Admitting the rare mistake on the first day of the legal proceedings, the Big Four accountant said it was “clear that the misconduct occurred” when questioned by industry watchdogs about the quality of the collapsed engineering giant’s audit.
But despite the KPMG apology, the case will continue for five weeks as six former employees try to break free from their responsibilities.
Pardon: Big Four accountant KPMG bust outsourcing when it was questioned by guards about the quality of Carillion’s audit, saying it was “clear that the misconduct had occurred.”
The regulator Financial Reporting Council (FRC) has accused KPMG and several former staffers of Carillon and another outsourced Regenerisis of misleading them when they tried to review their audits.

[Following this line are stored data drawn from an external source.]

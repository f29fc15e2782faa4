//! Signature collection over pending config updates.
//!
//! Each signer appends one `ConfigSignature` covering
//! `signature_header || config_update`. The update bytes are never touched
//! and earlier signatures are never removed, so signers can work one after
//! another on the same envelope without coordinating.

use configtx_core::{
    config_signature_message, ConfigSignature, ConfigUpdate, ConfigUpdateEnvelope, Digest,
    Envelope, EnvelopeParams,
};
use configtx_msp::Signer;
use prost::Message;
use tracing::{debug, info};

use crate::config::EnvelopeDefaults;
use crate::error::Result;

/// What a signing pass did.
#[derive(Debug, Clone, PartialEq, Eq)]
pub struct SignOutcome {
    /// Signatures on the update after this pass.
    pub signature_count: usize,
    /// Digest of the config update bytes every signer covers.
    pub update_digest: Digest,
    /// The MSP that signed in this pass, if any.
    pub signed_by: Option<String>,
}

/// Append one signature from `signer`, or leave the envelope untouched when
/// there is no signer.
pub fn sign_config_update_envelope(
    cue: &mut ConfigUpdateEnvelope,
    signer: Option<&dyn Signer>,
) -> Result<SignOutcome> {
    let update_digest = cue.update_digest();

    let Some(signer) = signer else {
        debug!(update = %update_digest, "no signer, envelope left unchanged");
        return Ok(SignOutcome {
            signature_count: cue.signatures.len(),
            update_digest,
            signed_by: None,
        });
    };

    let signature_header = signer.new_signature_header()?.encode_to_vec();
    let message = config_signature_message(&signature_header, &cue.config_update);
    let signature = signer.sign(&message)?;

    cue.push_signature(ConfigSignature {
        signature_header,
        signature,
    });

    info!(
        msp_id = signer.msp_id(),
        update = %update_digest,
        signatures = cue.signatures.len(),
        "Envelope signed with {}",
        signer.msp_id()
    );

    Ok(SignOutcome {
        signature_count: cue.signatures.len(),
        update_digest,
        signed_by: Some(signer.msp_id().to_string()),
    })
}

/// A re-wrapped envelope plus what signing did to it.
#[derive(Debug, Clone, PartialEq, Eq)]
pub struct SignedEnvelope {
    pub envelope: Envelope,
    pub outcome: SignOutcome,
}

/// Start a signing session from a bare update, sign it, and wrap it.
pub fn sign_config_update(
    update: &ConfigUpdate,
    signer: Option<&dyn Signer>,
    channel_id: &str,
    defaults: EnvelopeDefaults,
) -> Result<SignedEnvelope> {
    sign_and_wrap(ConfigUpdateEnvelope::new(update), signer, channel_id, defaults)
}

/// Sign an already-unwrapped ConfigUpdateEnvelope and wrap it.
pub fn sign_and_wrap(
    mut cue: ConfigUpdateEnvelope,
    signer: Option<&dyn Signer>,
    channel_id: &str,
    defaults: EnvelopeDefaults,
) -> Result<SignedEnvelope> {
    let outcome = sign_config_update_envelope(&mut cue, signer)?;
    let envelope = EnvelopeParams::config_update(channel_id, defaults.version, defaults.epoch)
        .wrap_message(&cue);
    Ok(SignedEnvelope { envelope, outcome })
}

#[cfg(test)]
mod tests {
    use super::*;
    use configtx_core::{envelope, HeaderType, Keypair};
    use configtx_msp::{verify_config_signature, LocalSigner, SigningIdentity};

    fn signer(msp_id: &str, seed: u8) -> LocalSigner {
        let keypair = Keypair::from_seed(&[seed; 32]);
        let pem = keypair.public_key().to_pem().unwrap();
        LocalSigner::new(SigningIdentity::new(msp_id, pem), keypair)
    }

    fn pending() -> ConfigUpdateEnvelope {
        ConfigUpdateEnvelope::new(&ConfigUpdate {
            channel_id: "mychannel".into(),
            ..Default::default()
        })
    }

    #[test]
    fn test_no_signer_is_noop() {
        let mut cue = pending();
        let before = cue.clone();
        let outcome = sign_config_update_envelope(&mut cue, None).unwrap();
        assert_eq!(cue, before);
        assert_eq!(outcome.signature_count, 0);
        assert!(outcome.signed_by.is_none());
    }

    #[test]
    fn test_signature_appended_and_verifies() {
        let org1 = signer("Org1MSP", 1);
        let mut cue = pending();
        let update_bytes = cue.config_update.clone();

        let outcome = sign_config_update_envelope(&mut cue, Some(&org1)).unwrap();
        assert_eq!(outcome.signature_count, 1);
        assert_eq!(outcome.signed_by.as_deref(), Some("Org1MSP"));
        assert_eq!(cue.config_update, update_bytes);

        let creator = verify_config_signature(&cue.signatures[0], &cue.config_update).unwrap();
        assert_eq!(creator.mspid, "Org1MSP");
    }

    #[test]
    fn test_same_signer_twice_is_not_deduplicated() {
        let org1 = signer("Org1MSP", 1);
        let mut cue = pending();
        sign_config_update_envelope(&mut cue, Some(&org1)).unwrap();
        sign_config_update_envelope(&mut cue, Some(&org1)).unwrap();
        assert_eq!(cue.signatures.len(), 2);
        assert_ne!(cue.signatures[0], cue.signatures[1]);
    }

    #[test]
    fn test_sign_envelope_rewraps() {
        let org1 = signer("Org1MSP", 1);
        let env = EnvelopeParams::config_update("mychannel", 0, 0).wrap_message(&pending());

        let defaults = EnvelopeDefaults {
            version: 0,
            epoch: 5,
        };
        let cue: ConfigUpdateEnvelope = envelope::unwrap(&env).unwrap();
        let signed = sign_and_wrap(cue, Some(&org1), "mychannel", defaults).unwrap();
        let ch = envelope::channel_header(&signed.envelope).unwrap();
        assert_eq!(ch.header_type(), Some(HeaderType::ConfigUpdate));
        assert_eq!(ch.epoch, 5);

        let cue: ConfigUpdateEnvelope = envelope::unwrap(&signed.envelope).unwrap();
        assert_eq!(cue.signatures.len(), 1);
    }
}
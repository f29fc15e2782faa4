//! # configtx-io
//!
//! Codec adapter: turns files, stdin, or in-memory bytes into typed
//! configuration messages, and typed messages back into bytes on a file or
//! stdout.
//!
//! ## Key Types
//!
//! - [`Input`] - A byte source plus base64 / JSON flags
//! - [`Output`] - An optional byte sink plus a JSON flag

pub mod error;
pub mod input;
pub mod output;

pub use error::{CodecError, Result};
pub use input::{Input, InputSource};
pub use output::{Output, OutputSink};
//! Message-type registry.
//!
//! Maps fully qualified protobuf names (`common.Config`,
//! `msp.SerializedIdentity`, ...) to decoders producing a type-erased
//! [`DynMessage`]. The table is fixed at construction; there is no
//! reflection.

use std::collections::BTreeMap;
use std::fmt;

use prost::Message;
use serde::de::DeserializeOwned;
use serde::Serialize;

use crate::codec;
use crate::error::{CoreError, Result};
use crate::protos::*;

/// A message with both wire encodings.
pub trait WireMessage: Message + Default + Serialize + DeserializeOwned + 'static {}

impl<T> WireMessage for T where T: Message + Default + Serialize + DeserializeOwned + 'static {}

/// A decoded message of a type known only at runtime.
pub trait DynMessage: fmt::Debug + Send + Sync {
    /// Encode to protobuf binary.
    fn encode_binary(&self) -> Vec<u8>;

    /// Encode the JSON projection.
    fn to_json(&self) -> Result<Vec<u8>>;
}

impl<M: WireMessage> DynMessage for M {
    fn encode_binary(&self) -> Vec<u8> {
        codec::encode_binary(self)
    }

    fn to_json(&self) -> Result<Vec<u8>> {
        codec::to_json(self)
    }
}

type Decoder = fn(&[u8]) -> Result<Box<dyn DynMessage>>;

fn decode_binary_boxed<M: WireMessage>(bytes: &[u8]) -> Result<Box<dyn DynMessage>> {
    Ok(Box::new(codec::decode_binary::<M>(bytes)?))
}

fn decode_json_boxed<M: WireMessage>(bytes: &[u8]) -> Result<Box<dyn DynMessage>> {
    Ok(Box::new(codec::from_json::<M>(bytes)?))
}

/// Decoders for one registered message type.
#[derive(Clone, Copy)]
pub struct MessageType {
    name: &'static str,
    binary: Decoder,
    json: Decoder,
}

impl MessageType {
    /// Describe message type `M` under the given name.
    pub fn of<M: WireMessage>(name: &'static str) -> Self {
        Self {
            name,
            binary: decode_binary_boxed::<M>,
            json: decode_json_boxed::<M>,
        }
    }

    /// The registered name.
    pub fn name(&self) -> &'static str {
        self.name
    }

    /// Decode protobuf binary.
    pub fn decode_binary(&self, bytes: &[u8]) -> Result<Box<dyn DynMessage>> {
        (self.binary)(bytes)
    }

    /// Decode the JSON projection.
    pub fn decode_json(&self, bytes: &[u8]) -> Result<Box<dyn DynMessage>> {
        (self.json)(bytes)
    }

    /// Decode in the requested format.
    pub fn decode(&self, bytes: &[u8], json: bool) -> Result<Box<dyn DynMessage>> {
        if json {
            self.decode_json(bytes)
        } else {
            self.decode_binary(bytes)
        }
    }
}

impl fmt::Debug for MessageType {
    fn fmt(&self, f: &mut fmt::Formatter<'_>) -> fmt::Result {
        write!(f, "MessageType({})", self.name)
    }
}

/// Name → message type lookup.
#[derive(Debug, Clone, Default)]
pub struct MessageRegistry {
    types: BTreeMap<&'static str, MessageType>,
}

impl MessageRegistry {
    /// An empty registry.
    pub fn new() -> Self {
        Self::default()
    }

    /// The registry of every message this crate defines.
    pub fn standard() -> Self {
        let mut registry = Self::new();

        registry.register(MessageType::of::<Envelope>("common.Envelope"));
        registry.register(MessageType::of::<Payload>("common.Payload"));
        registry.register(MessageType::of::<Header>("common.Header"));
        registry.register(MessageType::of::<ChannelHeader>("common.ChannelHeader"));
        registry.register(MessageType::of::<SignatureHeader>("common.SignatureHeader"));
        registry.register(MessageType::of::<Block>("common.Block"));
        registry.register(MessageType::of::<BlockHeader>("common.BlockHeader"));
        registry.register(MessageType::of::<BlockData>("common.BlockData"));
        registry.register(MessageType::of::<BlockMetadata>("common.BlockMetadata"));

        registry.register(MessageType::of::<Config>("common.Config"));
        registry.register(MessageType::of::<ConfigEnvelope>("common.ConfigEnvelope"));
        registry.register(MessageType::of::<ConfigGroup>("common.ConfigGroup"));
        registry.register(MessageType::of::<ConfigValue>("common.ConfigValue"));
        registry.register(MessageType::of::<ConfigPolicy>("common.ConfigPolicy"));
        registry.register(MessageType::of::<Policy>("common.Policy"));
        registry.register(MessageType::of::<ImplicitMetaPolicy>("common.ImplicitMetaPolicy"));
        registry.register(MessageType::of::<ConfigUpdate>("common.ConfigUpdate"));
        registry.register(MessageType::of::<ConfigUpdateEnvelope>("common.ConfigUpdateEnvelope"));
        registry.register(MessageType::of::<ConfigSignature>("common.ConfigSignature"));

        registry.register(MessageType::of::<HashingAlgorithm>("common.HashingAlgorithm"));
        registry.register(MessageType::of::<BlockDataHashingStructure>(
            "common.BlockDataHashingStructure",
        ));
        registry.register(MessageType::of::<OrdererAddresses>("common.OrdererAddresses"));
        registry.register(MessageType::of::<Consortium>("common.Consortium"));
        registry.register(MessageType::of::<Capabilities>("common.Capabilities"));
        registry.register(MessageType::of::<Capability>("common.Capability"));
        registry.register(MessageType::of::<BatchSize>("orderer.BatchSize"));
        registry.register(MessageType::of::<BatchTimeout>("orderer.BatchTimeout"));
        registry.register(MessageType::of::<ConsensusType>("orderer.ConsensusType"));

        registry.register(MessageType::of::<SerializedIdentity>("msp.SerializedIdentity"));

        registry
    }

    /// Add a message type, replacing any previous entry of the same name.
    pub fn register(&mut self, message_type: MessageType) {
        self.types.insert(message_type.name, message_type);
    }

    /// Find a message type by name.
    pub fn lookup(&self, name: &str) -> Result<&MessageType> {
        self.types
            .get(name)
            .ok_or_else(|| CoreError::UnknownMessageType(name.to_string()))
    }

    /// All registered names, sorted.
    pub fn names(&self) -> impl Iterator<Item = &'static str> + '_ {
        self.types.keys().copied()
    }
}
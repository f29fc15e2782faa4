//! Error types for the translator operations.

use configtx_core::CoreError;
use configtx_io::CodecError;
use configtx_msp::MspError;
use configtx_update::UpdateError;
use thiserror::Error;

/// Errors surfaced by translator operations.
#[derive(Debug, Error)]
pub enum TranslatorError {
    /// No input source could be resolved.
    #[error("input unavailable: {0}")]
    InputUnavailable(String),

    /// Input bytes could not be read or parsed.
    #[error(transparent)]
    Decode(CodecError),

    /// The requested message name is not registered.
    #[error("unknown message type '{0}'")]
    UnknownMessageType(String),

    /// The diff rejected its inputs.
    #[error("error computing update: {0}")]
    DiffComputation(#[from] UpdateError),

    /// An envelope did not carry the expected payload.
    #[error("malformed envelope: {0}")]
    MalformedEnvelope(String),

    /// The signer could not be loaded or could not sign.
    #[error("signing failed: {0}")]
    Signing(#[from] MspError),

    /// Output could not be encoded or written.
    #[error("error writing output: {0}")]
    Encode(String),
}

impl TranslatorError {
    /// Whether the caller is at fault: bad fields, bad input bytes, unknown
    /// message type, or a diff rejection.
    pub fn is_client_error(&self) -> bool {
        matches!(
            self,
            TranslatorError::InputUnavailable(_)
                | TranslatorError::Decode(_)
                | TranslatorError::UnknownMessageType(_)
                | TranslatorError::DiffComputation(_)
                | TranslatorError::MalformedEnvelope(_)
        )
    }
}

impl From<CoreError> for TranslatorError {
    fn from(err: CoreError) -> Self {
        match err {
            CoreError::UnknownMessageType(name) => TranslatorError::UnknownMessageType(name),
            CoreError::MalformedEnvelope(reason) => TranslatorError::MalformedEnvelope(reason),
            CoreError::Encode(reason) => TranslatorError::Encode(reason),
            other => TranslatorError::Decode(CodecError::Core(other)),
        }
    }
}

impl From<CodecError> for TranslatorError {
    fn from(err: CodecError) -> Self {
        match err {
            CodecError::InputUnavailable(reason) => TranslatorError::InputUnavailable(reason),
            CodecError::Write { .. } => TranslatorError::Encode(err.to_string()),
            CodecError::Core(core) => core.into(),
            read @ CodecError::Read { .. } => TranslatorError::Decode(read),
        }
    }
}

/// Result type for translator operations.
pub type Result<T> = std::result::Result<T, TranslatorError>;
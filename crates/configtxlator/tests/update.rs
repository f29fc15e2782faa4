//! Update computation through the translator, from encoded inputs.

use base64::Engine;
use configtx_core::{
    codec, envelope, Config, ConfigUpdate, ConfigUpdateEnvelope, ConfigValue, Consortium,
    HeaderType,
};
use configtx_io::{Input, Output};
use configtxlator::{Translator, TranslatorConfig, TranslatorError, UpdateOutput};
use configtxlator_testkit::{generators::channel_id, sample_config, ConfigPairParams};
use proptest::prelude::*;
use prost::Message;

fn binary(config: &Config) -> Input {
    Input::bytes(codec::encode_binary(config))
}

fn bare(output: UpdateOutput) -> ConfigUpdate {
    match output {
        UpdateOutput::Update(update) => update,
        other => panic!("expected a bare update, got {:?}", other),
    }
}

fn with_consortium(mut config: Config) -> Config {
    let group = config.channel_group.as_mut().unwrap();
    group.values.insert(
        "Consortium".into(),
        ConfigValue {
            version: 0,
            value: Consortium {
                name: "SampleConsortium".into(),
            }
            .encode_to_vec(),
            mod_policy: "Admins".into(),
        },
    );
    config
}

#[test]
fn test_identical_configs_give_empty_update() {
    let update = bare(
        Translator::default()
            .compute_update(
                &binary(&sample_config()),
                &binary(&sample_config()),
                "mychannel",
                false,
            )
            .unwrap(),
    );
    assert_eq!(update.channel_id, "mychannel");
    assert!(update.read_set.is_none());
    assert!(update.write_set.is_none());
}

#[test]
fn test_mixed_input_encodings() {
    let original = codec::to_json(&sample_config()).unwrap();
    let updated = base64::engine::general_purpose::STANDARD
        .encode(codec::encode_binary(&with_consortium(sample_config())));

    let update = bare(
        Translator::default()
            .compute_update(
                &Input::bytes(original).with_json(true),
                &Input::bytes(format!("{}\n", updated)).with_base64(true),
                "mychannel",
                false,
            )
            .unwrap(),
    );

    let write_set = update.write_set.unwrap();
    assert_eq!(write_set.values["Consortium"].version, 0);
    // Membership changed, so the channel group itself is bumped.
    assert_eq!(write_set.version, 1);
}

#[test]
fn test_envelope_uses_configured_scalars() {
    let translator = Translator::new(TranslatorConfig::default().with_envelope(3, 9));
    let out = translator
        .compute_update(
            &binary(&sample_config()),
            &binary(&with_consortium(sample_config())),
            "mychannel",
            true,
        )
        .unwrap();

    let dir = tempfile::tempdir().unwrap();
    let path = dir.path().join("update.pb");
    Output::file(&path).emit_dyn(out.as_message()).unwrap();

    let env: configtx_core::Envelope = Input::file(&path).decode().unwrap();
    let header = envelope::channel_header(&env).unwrap();
    assert_eq!(header.header_type(), Some(HeaderType::ConfigUpdate));
    assert_eq!((header.version, header.epoch), (3, 9));

    let cue: ConfigUpdateEnvelope = envelope::unwrap(&env).unwrap();
    assert!(cue.signatures.is_empty());
}

#[test]
fn test_missing_channel_group_is_rejected() {
    let err = Translator::default()
        .compute_update(
            &binary(&Config::default()),
            &binary(&sample_config()),
            "mychannel",
            false,
        )
        .unwrap_err();
    assert!(matches!(err, TranslatorError::DiffComputation(_)));
    assert!(err.is_client_error());
}

#[test]
fn test_garbage_input_is_decode_error() {
    let err = Translator::default()
        .compute_update(
            &Input::bytes(vec![0xff, 0xff]),
            &binary(&sample_config()),
            "mychannel",
            false,
        )
        .unwrap_err();
    assert!(matches!(err, TranslatorError::Decode(_)));
}

proptest! {
    #![proptest_config(ProptestConfig::with_cases(32))]

    #[test]
    fn test_channel_id_always_stamped(pair in any::<ConfigPairParams>(), channel in channel_id()) {
        let update = bare(
            Translator::default()
                .compute_update(&binary(&pair.original), &binary(&pair.updated), &channel, false)
                .unwrap(),
        );
        prop_assert_eq!(&update.channel_id, &channel);

        let write_set = update.write_set.unwrap();
        prop_assert!(write_set.values.contains_key(&pair.added_value));
    }
}
/*!
 * Discovery of installed packages inside a library
 *
 * Each library keeps one manifest file per installed package directly under
 * its packages directory. The manifest names the package and the directory
 * under `common/` that holds its files.
 */

mod error;
pub mod keyvalues;

use std::fs;
use std::path::Path;

use once_cell::sync::Lazy;
use regex::Regex;
use tracing::{debug, warn};

pub use error::{ManifestError, ManifestResult};

use crate::error::{Result, ResultExt};
use crate::library::{is_plain_name, LibraryLayout};

/// File names accepted as package manifests
static MANIFEST_NAME: Lazy<Regex> = Lazy::new(|| {
    Regex::new(r"^appmanifest_(\d+)\.acf$").expect("manifest name pattern is valid")
});

/// An installed package as described by its manifest
#[derive(Debug, Clone, PartialEq, Eq)]
pub struct PackageManifest {
    /// Manifest file name relative to the packages directory
    pub manifest_file: String,
    /// Numeric id taken from the manifest file name
    pub app_id: u64,
    /// Human readable package name
    pub display_name: String,
    /// Directory name under `common/`
    pub install_dir: String,
}

impl PackageManifest {
    /// Parse manifest text belonging to `manifest_file`
    pub fn parse(manifest_file: &str, text: &str) -> ManifestResult<Self> {
        let app_id = manifest_app_id(manifest_file)
            .ok_or_else(|| ManifestError::MissingKey("appid".to_string()))?;

        let doc = keyvalues::parse(text)?;
        let state = doc
            .get_block("AppState")
            .ok_or_else(|| ManifestError::MissingKey("AppState".to_string()))?;
        let display_name = state
            .get_str("name")
            .ok_or_else(|| ManifestError::MissingKey("AppState.name".to_string()))?;
        let install_dir = state
            .get_str("installdir")
            .ok_or_else(|| ManifestError::MissingKey("AppState.installdir".to_string()))?;

        if !is_plain_name(install_dir) {
            return Err(ManifestError::InvalidPath {
                key: "installdir",
                value: install_dir.to_string(),
            });
        }

        Ok(Self {
            manifest_file: manifest_file.to_string(),
            app_id,
            display_name: display_name.to_string(),
            install_dir: install_dir.to_string(),
        })
    }
}

/// App id encoded in a manifest file name, if the name is a manifest name
pub fn manifest_app_id(file_name: &str) -> Option<u64> {
    MANIFEST_NAME
        .captures(file_name)
        .and_then(|caps| caps.get(1))
        .and_then(|m| m.as_str().parse().ok())
}

/// Lists the packages installed in a library
pub struct ManifestScanner {
    layout: LibraryLayout,
}

impl ManifestScanner {
    /// Create a new scanner
    pub fn new(layout: LibraryLayout) -> Self {
        Self { layout }
    }

    /// Read every manifest in `root`, sorted by display name
    ///
    /// Manifests that cannot be read or parsed are skipped.
    pub fn scan(&self, root: &Path) -> Result<Vec<PackageManifest>> {
        let packages = self.layout.packages_path(root);
        let mut manifests = Vec::new();

        for entry in fs::read_dir(&packages).at_path(&packages)? {
            let entry = entry.at_path(&packages)?;
            let file_name = entry.file_name().to_string_lossy().to_string();
            if manifest_app_id(&file_name).is_none() {
                continue;
            }

            let path = entry.path();
            let text = match fs::read_to_string(&path) {
                Ok(text) => text,
                Err(e) => {
                    warn!("Skipping unreadable manifest {}: {}", path.display(), e);
                    continue;
                }
            };

            match PackageManifest::parse(&file_name, &text) {
                Ok(manifest) => manifests.push(manifest),
                Err(e) => warn!("Skipping malformed manifest {}: {}", path.display(), e),
            }
        }

        manifests.sort_by(|a, b| {
            a.display_name
                .cmp(&b.display_name)
                .then(a.app_id.cmp(&b.app_id))
        });
        debug!(
            "Found {} packages in {}",
            manifests.len(),
            packages.display()
        );

        Ok(manifests)
    }

    /// Read a single manifest by file name
    pub fn load(&self, root: &Path, manifest_file: &str) -> Result<PackageManifest> {
        let path = self.layout.manifest_path(root, manifest_file);
        crate::ensure!(path.is_file(), NotFound, "{}", path.display());

        let text = fs::read_to_string(&path).at_path(&path)?;
        Ok(PackageManifest::parse(manifest_file, &text)?)
    }

    /// Find a package by manifest file name, display name, install directory or app id
    pub fn find(&self, root: &Path, query: &str) -> Result<PackageManifest> {
        if manifest_app_id(query).is_some() {
            return self.load(root, query);
        }

        let manifests = self.scan(root)?;
        manifests
            .into_iter()
            .find(|m| {
                m.display_name == query
                    || m.install_dir == query
                    || query.parse::<u64>().map_or(false, |id| id == m.app_id)
            })
            .ok_or_else(|| {
                crate::error!(NotFound, "package '{}' in {}", query, root.display())
            })
    }
}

When the case began yesterday, FRC attorney Mark Ellison QC sued six former workers – including partner Peter Meehan, who led KPMG’s audit of Carillion – to help create documents that looked more like they did in audits. .
The audit examines the company’s financial statements and flags down to investors, customers and suppliers what they find to be bad.
Every so often, the FRC is asked to review a select few investigations to ensure that accountancy firms are doing their jobs properly.
But when people at KPMG asked about their 2016 Carillion Audit and the 2014 Regeneries Audit, Ellison said they found records to show to inspectors – and tried to pass them on as they did during the audit.
Just two years after the investigation, Carillon fell into administration in the UK’s biggest corporate collapse in decades. It failed under the weight of the gigantic debt pile, after the value of its contracts had to be written off.
Investors, suppliers and consumers – including the government – have pulled millions of pounds out of pocket.
Mehta Analysis: KPMG Chairperson Beena Mehta (pictured), who was appointed last February, is facing a headache
The FRC is still conducting two other investigations into possible failures in Carillion’s audits, but the company’s liquidators are preparing a separate £ 250 million negligence claim against KPMG.
But if the disciplinary tribunal admits the FRC’s audit quality inspectors were misled, the accountancy giant could be fined multiple-million-pound in a few weeks.
KPMG UK chief executive John Holt said: ‘The misconduct that this tribunal is going to hear in the coming weeks will be disturbing and upsetting for me and my colleagues.
‘This misconduct is a violation of our processes and is clearly against our values.
‘It’s not acceptable. We don’t tolerate or condone it in any way, and I am very sorry that this has happened at our institution.’
The chief executive explained that KPMG had found the malpractice in its own internal investigation and immediately reported it to the FRC.
Holt, who was appointed last April, said: ‘The Tribunal is certainly going to decide on the allegations because they are related to the individuals involved. Nevertheless, it is clear to me that misconduct has occurred and our regulators have been misled.
‘I am very sorry that the individuals involved in this case failed to act properly or call others’ inappropriate behavior, and I am saddened that some relatively young former staff members are facing the most serious regulatory sanction in the early stages of their careers. . ‘
KPMG’s UK Chairperson Beena Mehta, who was appointed last February, has pledged that the case will cause headaches and regularize the business house.
Three months ago, the FRC accused the group of lying in its investigation of the bed manufacturer’s Silentnight sale, which it advised. The KPMG bumper has been fined £ 13 million over the Silent Night scandal.
Mehta became the first woman to take on the role of KPMG president when Bill Michael was forced to resign after telling young staff to “stop crying” and “play the victim card” on the impact the lockdown would have on them.